La volonté affichée par Donald Trump de prolonger la mise sous tutelle fédérale de la police de Washington constitue un nouveau défi à l'équilibre des pouvoirs aux Etats-Unis et devrait se heurter à de nombreux obstacles législatifs ou juridiques.

Lundi, le président des Etats-Unis a invoqué la section 740 du District of Columbia Home Rule Act de 1973, une disposition jamais utilisée auparavant, qui permet au chef du pouvoir exécutif de prendre le contrôle de la police locale en cas d'urgence pour une durée maximale de 30 jours.

La maire démocrate de Washington, Muriel Bowser, n'a pu qu'entériner cette initiative tout en réfutant ses affirmations selon lesquelles la capitale fédérale serait submergée par une vague de criminalité.

AVEC OU SANS LE CONGRÈS ?

Mercredi, Donald Trump a affiché son intention de prolonger cette mise sous tutelle au-delà de 30 jours, avec ou sans le feu vert du Congrès.

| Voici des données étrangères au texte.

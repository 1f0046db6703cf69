//! Markdown text transforms for the client docs subsite.
//!
//! Everything here is a pure `&str -> String` function: title extraction,
//! front-matter building with YAML-safe values, Jekyll filename normalization,
//! and repair of the generator's broken navigation links.

mod links;

use std::fmt::Display;
use std::sync::LazyLock;

use regex::Regex;

pub use links::repair_links;

// ---------------------------------------------------------------------------
// Title extraction
// ---------------------------------------------------------------------------

static FRONT_MATTER_RE: LazyLock<Regex> = LazyLock::new(|| {
    // Leading `---` line, lazily up to the first closing `---` line
    Regex::new(r"(?ms)\A---[ \t]*\r?\n(.*?)^---[ \t]*\r?$").expect("valid regex")
});

/// Extract a display title from markdown content.
///
/// Priority: `title:` in the leading front-matter block, then the first
/// `# ` heading. Returns `None` when neither yields a non-empty title, in
/// which case callers fall back to the file's base name.
pub fn extract_title(md: &str) -> Option<String> {
    let front_matter = FRONT_MATTER_RE.captures(md);

    if let Some(title) = front_matter
        .as_ref()
        .and_then(|caps| front_matter_title(&caps[1]))
    {
        return Some(title);
    }

    let body = match &front_matter {
        Some(caps) => &md[caps.get(0).map_or(0, |m| m.end())..],
        None => md,
    };
    first_heading(body)
}

/// `title:` value from a front-matter block, trimmed and unquoted.
fn front_matter_title(block: &str) -> Option<String> {
    static TITLE_RE: LazyLock<Regex> =
        LazyLock::new(|| Regex::new(r"(?m)^title:(.*)$").expect("valid regex"));

    let caps = TITLE_RE.captures(block)?;
    let title = caps[1].trim().trim_matches(|c: char| c == '"' || c == '\'').trim();
    (!title.is_empty()).then(|| title.to_string())
}

/// Text of the first level-1 heading.
fn first_heading(md: &str) -> Option<String> {
    static H1_RE: LazyLock<Regex> =
        LazyLock::new(|| Regex::new(r"(?m)^# (.+)$").expect("valid regex"));

    H1_RE
        .captures_iter(md)
        .map(|c| c[1].trim().to_string())
        .find(|t| !t.is_empty())
}

// ---------------------------------------------------------------------------
// Filename normalization
// ---------------------------------------------------------------------------

/// Jekyll-style slug for a file stem.
///
/// Lowercase, with underscores turned into hyphens and a hyphen inserted at
/// each lower-to-upper camel-case boundary (`AddressApi` -> `address-api`).
/// Backs both the written page filename and every index link to it.
pub fn jekyll_slug(stem: &str) -> String {
    let mut slug = String::with_capacity(stem.len() + 4);
    let mut prev: Option<char> = None;

    for c in stem.chars() {
        if c.is_uppercase() && prev.is_some_and(|p| p.is_lowercase() || p.is_ascii_digit()) {
            slug.push('-');
        }
        if c == '_' {
            slug.push('-');
        } else {
            slug.extend(c.to_lowercase());
        }
        prev = Some(c);
    }

    slug
}

/// Destination filename for a page rendered from `stem`.
pub fn page_file_name(stem: &str) -> String {
    format!("{}.md", jekyll_slug(stem))
}

// ---------------------------------------------------------------------------
// Front matter
// ---------------------------------------------------------------------------

/// Quote a value for a YAML front-matter line.
///
/// Values with quotes, backslashes or line breaks get those characters
/// escaped; everything else is wrapped as-is.
pub fn escape_yaml_string(s: &str) -> String {
    if s.is_empty() {
        return "\"\"".to_string();
    }

    if s.contains(['"', '\\', '\n', '\r']) {
        let escaped = s
            .replace('\\', "\\\\")
            .replace('"', "\\\"")
            .replace('\n', "\\n")
            .replace('\r', "\\r");
        format!("\"{escaped}\"")
    } else {
        format!("\"{s}\"")
    }
}

/// Builder for a `---`-delimited front-matter block.
#[derive(Debug, Clone, Default)]
pub struct FrontMatter {
    lines: Vec<String>,
}

impl FrontMatter {
    pub fn new() -> Self {
        Self::default()
    }

    /// Add a key whose value is emitted verbatim (numbers, booleans, fixed text).
    pub fn raw(mut self, key: &str, value: impl Display) -> Self {
        self.lines.push(format!("{key}: {value}"));
        self
    }

    /// Add a key whose value goes through [`escape_yaml_string`].
    pub fn quoted(mut self, key: &str, value: &str) -> Self {
        self.lines.push(format!("{key}: {}", escape_yaml_string(value)));
        self
    }

    /// Render the block, including both delimiters and a trailing newline.
    pub fn render(&self) -> String {
        let mut fm = String::from("---\n");
        for line in &self.lines {
            fm.push_str(line);
            fm.push('\n');
        }
        fm.push_str("---\n");
        fm
    }
}

// ---------------------------------------------------------------------------
// Tests
// ---------------------------------------------------------------------------
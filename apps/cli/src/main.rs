//! clientdocs CLI: turn generated API-client markdown into a Jekyll subsite.
//!
//! Zero-configuration batch tool: reads the client generator's docs, writes
//! categorized Jekyll pages plus an index, and logs to stdout and a log file.

mod commands;

use std::process::ExitCode;

use clap::Parser;
use clientdocs_shared::GeneratorConfig;
use color_eyre::eyre::Result;

use commands::Cli;

fn main() -> Result<ExitCode> {
    color_eyre::install()?;
    let _cli = Cli::parse();
    let config = GeneratorConfig::default();
    let progress = commands::CliProgress::new();
    let _log_guard = commands::init_tracing(&config, &progress)?;
    commands::run(&config, &progress)
}
use std::path::PathBuf;
use std::time::Duration;

pub const SPARQL_ENDPOINT: &str = "https://publications.europa.eu/webapi/rdf/sparql";
pub const USER_AGENT: &str = "TED-Explorer/1.0";
pub const DEFAULT_PAGE_SIZE: usize = 10;
pub const DEFAULT_TIMEOUT: Duration = Duration::from_secs(30);

/// Nominal match count reported by the synthetic fallback dataset.
pub const MOCK_TOTAL: u64 = 150;

/// Base IRI of the EU country authority table; a country code is appended.
pub const COUNTRY_AUTHORITY_BASE: &str =
    "http://publications.europa.eu/resource/authority/country/";

pub const DEFAULT_CURRENCY: &str = "EUR";
pub const DATABASE_FILE: &str = "ted-explorer.duckdb";

// Environment overrides read by `TedExplorerBuilder::from_env`.
pub const ENV_ENDPOINT: &str = "TED_SPARQL_ENDPOINT";
pub const ENV_PAGE_SIZE: &str = "TED_PAGE_SIZE";
pub const ENV_FALLBACK: &str = "TED_FALLBACK_ON_ERROR";
pub const ENV_DATABASE_PATH: &str = "TED_DATABASE_PATH";

pub fn sparql_prefixes() -> Vec<(&'static str, &'static str)> {
    vec![
        ("rdfs", "http://www.w3.org/2000/01/rdf-schema#"),
        ("dct", "http://purl.org/dc/terms/"),
        ("xsd", "http://www.w3.org/2001/XMLSchema#"),
        ("epo", "http://data.europa.eu/a4g/ontology#"),
    ]
}

/// CPV divisions offered as search filters.
pub fn cpv_codes() -> Vec<(&'static str, &'static str)> {
    vec![
        ("03000000", "Agricultural, farming, fishing, forestry and related products"),
        ("09000000", "Petroleum products, fuel, electricity and other sources of energy"),
        ("30000000", "Office and computing machinery, equipment and supplies"),
        ("32000000", "Radio, television, communication, telecommunication and related equipment"),
        ("33000000", "Medical equipments, pharmaceuticals and personal care products"),
        ("34000000", "Transport equipment and auxiliary products to transportation"),
        ("45000000", "Construction work"),
        ("48000000", "Software package and information systems"),
        ("50000000", "Repair and maintenance services"),
        ("60000000", "Transport services (excl. Waste transport)"),
        ("72000000", "IT services: consulting, software development, Internet and support"),
        ("79000000", "Business services: law, marketing, consulting, recruitment, printing and security"),
        ("85000000", "Health and social work services"),
        ("90000000", "Sewage, refuse, cleaning and environmental services"),
    ]
}

/// Countries offered as search filters: `(alpha-2, authority code, name)`.
///
/// The EU country authority table is keyed by ISO 3166-1 alpha-3 codes.
pub fn countries() -> Vec<(&'static str, &'static str, &'static str)> {
    vec![
        ("AT", "AUT", "Austria"),
        ("BE", "BEL", "Belgium"),
        ("CZ", "CZE", "Czechia"),
        ("DE", "DEU", "Germany"),
        ("DK", "DNK", "Denmark"),
        ("ES", "ESP", "Spain"),
        ("FI", "FIN", "Finland"),
        ("FR", "FRA", "France"),
        ("IE", "IRL", "Ireland"),
        ("IT", "ITA", "Italy"),
        ("NL", "NLD", "Netherlands"),
        ("PL", "POL", "Poland"),
        ("PT", "PRT", "Portugal"),
        ("SE", "SWE", "Sweden"),
    ]
}

/// Authority code for a listed alpha-2 code.
pub fn country_authority_code(alpha2: &str) -> Option<&'static str> {
    countries()
        .into_iter()
        .find(|(a2, _, _)| a2.eq_ignore_ascii_case(alpha2))
        .map(|(_, a3, _)| a3)
}

/// Name of a listed country, looked up by either code form.
pub fn country_name(code: &str) -> Option<&'static str> {
    countries()
        .into_iter()
        .find(|(a2, a3, _)| a2.eq_ignore_ascii_case(code) || a3.eq_ignore_ascii_case(code))
        .map(|(_, _, name)| name)
}

pub fn default_data_dir() -> PathBuf {
    if let Some(data) = dirs::data_dir() {
        data.join("ted-explorer")
    } else {
        PathBuf::from(".ted-explorer")
    }
}

/// Property path from a notice to its CPV classification, directly or via
/// the tender it refers to.
pub const CPV_PATH: &str =
    "(epo:hasMainClassification|epo:refersToTender/epo:hasMainClassification)";

/// Property path from a notice to its country, directly or via the tender
/// it refers to.
pub const COUNTRY_PATH: &str = "(epo:hasCountryCode|epo:refersToTender/epo:hasCountryCode)";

"Si c'est une urgence nationale, on peut le faire sans le Congrès", a-t-il affirmé, ce que contestent les juristes selon qui la loi est claire: seuls les élus du Congrès peuvent autoriser une prolongation.

De même, la menace régulièrement brandie par Donald Trump de placer l'ensemble du district de Columbia sous contrôle fédéral nécessiterait que le Congrès annule le Home Rule Act, qui délègue la gouvernance de la municipalité au bureau du maire et au city council.

Une majorité qualifiée de 60 voix serait alors requise au Sénat, où les républicains ne disposent que d'une majorité de 53 élus contre 47.

QUELLE AUTORITÉ SUR LA GARDE NATIONALE ?

Le président américain a également annoncé lundi le déploiement de 800 soldats de la Garde nationale dans la capitale, une tactique qu'il avait déjà utilisée en juin à Los Angeles, où il avait mobilisé 4.000 membres de la Garde nationale et 700 Marines pour répondre à des manifestations de protestation contre les raids de la police de l'immigration.

Contrairement aux autres Etats et territoires américains, la Garde nationale de Washington, qui compte 2.700 soldats et pilotes, dépend directement du président. Hormis cette exception, l'autorité de tutelle des gardes nationales est le gouverneur.

Usant d'une autre prérogative présidentielle, Donald Trump a également ordonné ces derniers mois au FBI et à d'autres agences de maintien de l'ordre de renforcer leur présence policière à Washington.

UN MODÈLE POUR D'AUTRES VILLES ?

Le chef de l'exécutif assure que la mise sous tutelle fédérale de la police de Washington pourrait servir de modèle pour d'autres villes, ciblant les mairies démocrates.

Mais le cas de Washington est exceptionnel et Donald Trump ne peut invoquer aucun texte légal pour prendre le contrôle des départements de police des autres villes. Le dixième amendement de la Constitution limite en effet les pouvoirs fédéraux et délégue aux Etats les pouvoirs de police.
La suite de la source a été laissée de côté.